This is a fairly old paper  – available at https://www.americanbar.org/content/dam/aba/administrative/antitrust_law/report_policyobjectives.authcheckdam.pdf – that describes how, although most jurisdictions maintain that their competition laws “preserve competition”, the preservation of competition can mean different things in different places. It also discussing how these different meanings of competition can reflect the fact that antitrust laws can protect many different objectives. To my knowledge, this is one of the best description of the various goals of antitrust – it is comprehensive, to the point, and easy to read (for those interested, there is also a survey from the ICN on this). Even though jurisdictions adopt competition rules for differing reasons, each tends to describe its competition law initiatives in the same manner, as rules that aim “preserve competition.” However,  “preserving competition” is defined in different ways. Among the objectives that this paper identifies as informing the application of competition rules in different countries are: consumer welfare, total welfare, economic efficiency, protection and promotion of business rivalry,…
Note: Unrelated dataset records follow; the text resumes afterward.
//! Reader for the line-oriented routing graph dump.
//!
//! # Format
//!
//! ```text
//! # comment
//! pip INT_X3Y140/EE2_E_BEG0.EE2_E_END0 1 INT_X3Y140/EE2_E_BEG0 INT_X4Y140/EE2_E_END0
//! extpip RCLK_INT_L_X3Y119 RCLK_INT_L_X3Y119/CLK_LEAF0 INT_X3Y120/GCLK_B_0
//! pin SLICE_X3Y140/A1 CLEL_R_X3Y140/CLE_CLE_L_SITE_0_A1
//! extpin BUFCE_ROW_X0Y12/CLK_IN RCLK_CLEL_R_L_X10Y59/CLK_HROUTE_0
//! ```
//!
//! * `pip <TILE>/<PIP> <FLAG> <SRC> <DST>`: a named, fuzzable PIP.
//!   It is bidirectional when `FLAG` is `0`.
//! * `extpip <TILE> <SRC> <DST>`: an anonymous one-way edge.
//! * `pin`/`extpin <SITE>/<PIN> <NODE>`: attaches a site pin to a node.
//!
//! Node references are `<TILE>/<WIRE>`. Trailing fields are ignored. A line
//! with a missing field, a name without `/`, or a non-numeric flag is dropped
//! without touching the graph. An unknown keyword is fatal.

use std::fs::File;
use std::io::{BufRead, BufReader};
use std::path::Path;
use std::str::SplitWhitespace;

use flate2::read::GzDecoder;
use pipweave_common::Interner;

use crate::error::GraphError;
use crate::graph::{GraphBuilder, RoutingGraph};
use crate::ids::NodeId;
use crate::tile_key::TileKey;

/// One validated line, still borrowing from the input.
enum Entry<'a> {
    Pip {
        tile: &'a str,
        name: Option<&'a str>,
        bidirectional: bool,
        src: (&'a str, &'a str),
        dst: (&'a str, &'a str),
    },
    Pin {
        site: &'a str,
        pin: &'a str,
        node: (&'a str, &'a str),
    },
}

/// Parses one non-empty line. `Ok(None)` means the line is malformed and
/// should be dropped.
fn parse_line(line_no: usize, line: &str) -> Result<Option<Entry<'_>>, GraphError> {
    let mut fields = line.split_whitespace();
    let Some(keyword) = fields.next() else {
        return Ok(None);
    };
    match keyword {
        "pip" => Ok(parse_pip(&mut fields)),
        "extpip" => Ok(parse_extpip(&mut fields)),
        "pin" | "extpin" => Ok(parse_pin(&mut fields)),
        other => Err(GraphError::UnknownKeyword {
            line: line_no,
            keyword: other.to_string(),
        }),
    }
}

fn parse_pip<'a>(fields: &mut SplitWhitespace<'a>) -> Option<Entry<'a>> {
    let (tile, name) = fields.next()?.split_once('/')?;
    let flag: u32 = fields.next()?.parse().ok()?;
    let src = fields.next()?.split_once('/')?;
    let dst = fields.next()?.split_once('/')?;
    Some(Entry::Pip {
        tile,
        name: Some(name),
        bidirectional: flag == 0,
        src,
        dst,
    })
}

fn parse_extpip<'a>(fields: &mut SplitWhitespace<'a>) -> Option<Entry<'a>> {
    let tile = fields.next()?;
    let src = fields.next()?.split_once('/')?;
    let dst = fields.next()?.split_once('/')?;
    Some(Entry::Pip {
        tile,
        name: None,
        bidirectional: false,
        src,
        dst,
    })
}

fn parse_pin<'a>(fields: &mut SplitWhitespace<'a>) -> Option<Entry<'a>> {
    let (site, pin) = fields.next()?.split_once('/')?;
    let node = fields.next()?.split_once('/')?;
    Some(Entry::Pin { site, pin, node })
}

/// Parses a routing graph from a buffered reader.
///
/// # Errors
///
/// Returns [`GraphError::Io`] if reading fails and
/// [`GraphError::UnknownKeyword`] for a line with an unrecognized keyword.
pub fn parse_graph<R: BufRead>(
    reader: R,
    interner: &mut Interner,
) -> Result<RoutingGraph, GraphError> {
    let mut builder = GraphBuilder::new();
    let mut pins = 0usize;
    let mut dropped = 0usize;

    for (idx, line) in reader.lines().enumerate() {
        let line = line?;
        let line = line.trim();
        if line.is_empty() || line.starts_with('#') {
            continue;
        }
        let Some(entry) = parse_line(idx + 1, line)? else {
            dropped += 1;
            continue;
        };
        match entry {
            Entry::Pip {
                tile,
                name,
                bidirectional,
                src,
                dst,
            } => {
                let tile = TileKey::parse(interner, tile);
                let name = name.map(|n| interner.get_or_intern(n));
                let src = node_ref(&mut builder, interner, src);
                let dst = node_ref(&mut builder, interner, dst);
                builder.add_pip(tile, name, src, dst, bidirectional);
            }
            Entry::Pin { site, pin, node } => {
                let site = TileKey::parse(interner, site);
                let pin = interner.get_or_intern(pin);
                let node = node_ref(&mut builder, interner, node);
                builder.add_site_pin(node, site, pin);
                pins += 1;
            }
        }
    }

    let graph = builder.build();
    tracing::debug!(
        nodes = graph.node_count(),
        pips = graph.pip_count(),
        pins,
        dropped,
        "parsed routing graph"
    );
    Ok(graph)
}

fn node_ref(
    builder: &mut GraphBuilder,
    interner: &mut Interner,
    (tile, wire): (&str, &str),
) -> NodeId {
    let tile = TileKey::parse(interner, tile);
    let wire = interner.get_or_intern(wire);
    builder.node(tile, wire)
}

/// Loads a routing graph from a file. Paths ending in `.gz` are
/// decompressed on the fly.
///
/// # Errors
///
/// Returns [`GraphError::Open`] if the file cannot be opened, plus any error
/// from [`parse_graph`].
pub fn load_graph(path: &Path, interner: &mut Interner) -> Result<RoutingGraph, GraphError> {
    let file = File::open(path).map_err(|source| GraphError::Open {
        path: path.to_path_buf(),
        source,
    })?;
    let gzipped = path.extension().is_some_and(|ext| ext == "gz");
    tracing::debug!(path = %path.display(), gzipped, "loading routing graph");
    if gzipped {
        parse_graph(BufReader::new(GzDecoder::new(file)), interner)
    } else {
        parse_graph(BufReader::new(file), interner)
    }
}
Joseph Drexl ‘The Transplantability of the EU’s Competition Law Framework into the ASEAN Region’

This paper by Josef Drexl – a chapter on a book on the ‘The Regionalisation of Competition Law and Policy within the ASEAN Economic Community – focuses on the transplantability of competition law systems across regions(in this case, from the EU to ASEAN). Basic argument: some elements of a competition system are transplantable, others are not. A full, successful transplant from the EU to ASEAN must take into consideration the goals of ASEAN competition law, the degree and potential of economic integration of the national economies, the level of economic development of these economies, the development of a competition culture in these countries, the comparative advantages of centralised and decentralised enforcement, and the willingness of ASEAN countries to surrender sovereignty in the field of competition law. In short, transplants depend on socio-economic conditions. I think we can all agree with this article of faith in spirit, even if I’m doubtful that anyone is very good at embracing it in practice –…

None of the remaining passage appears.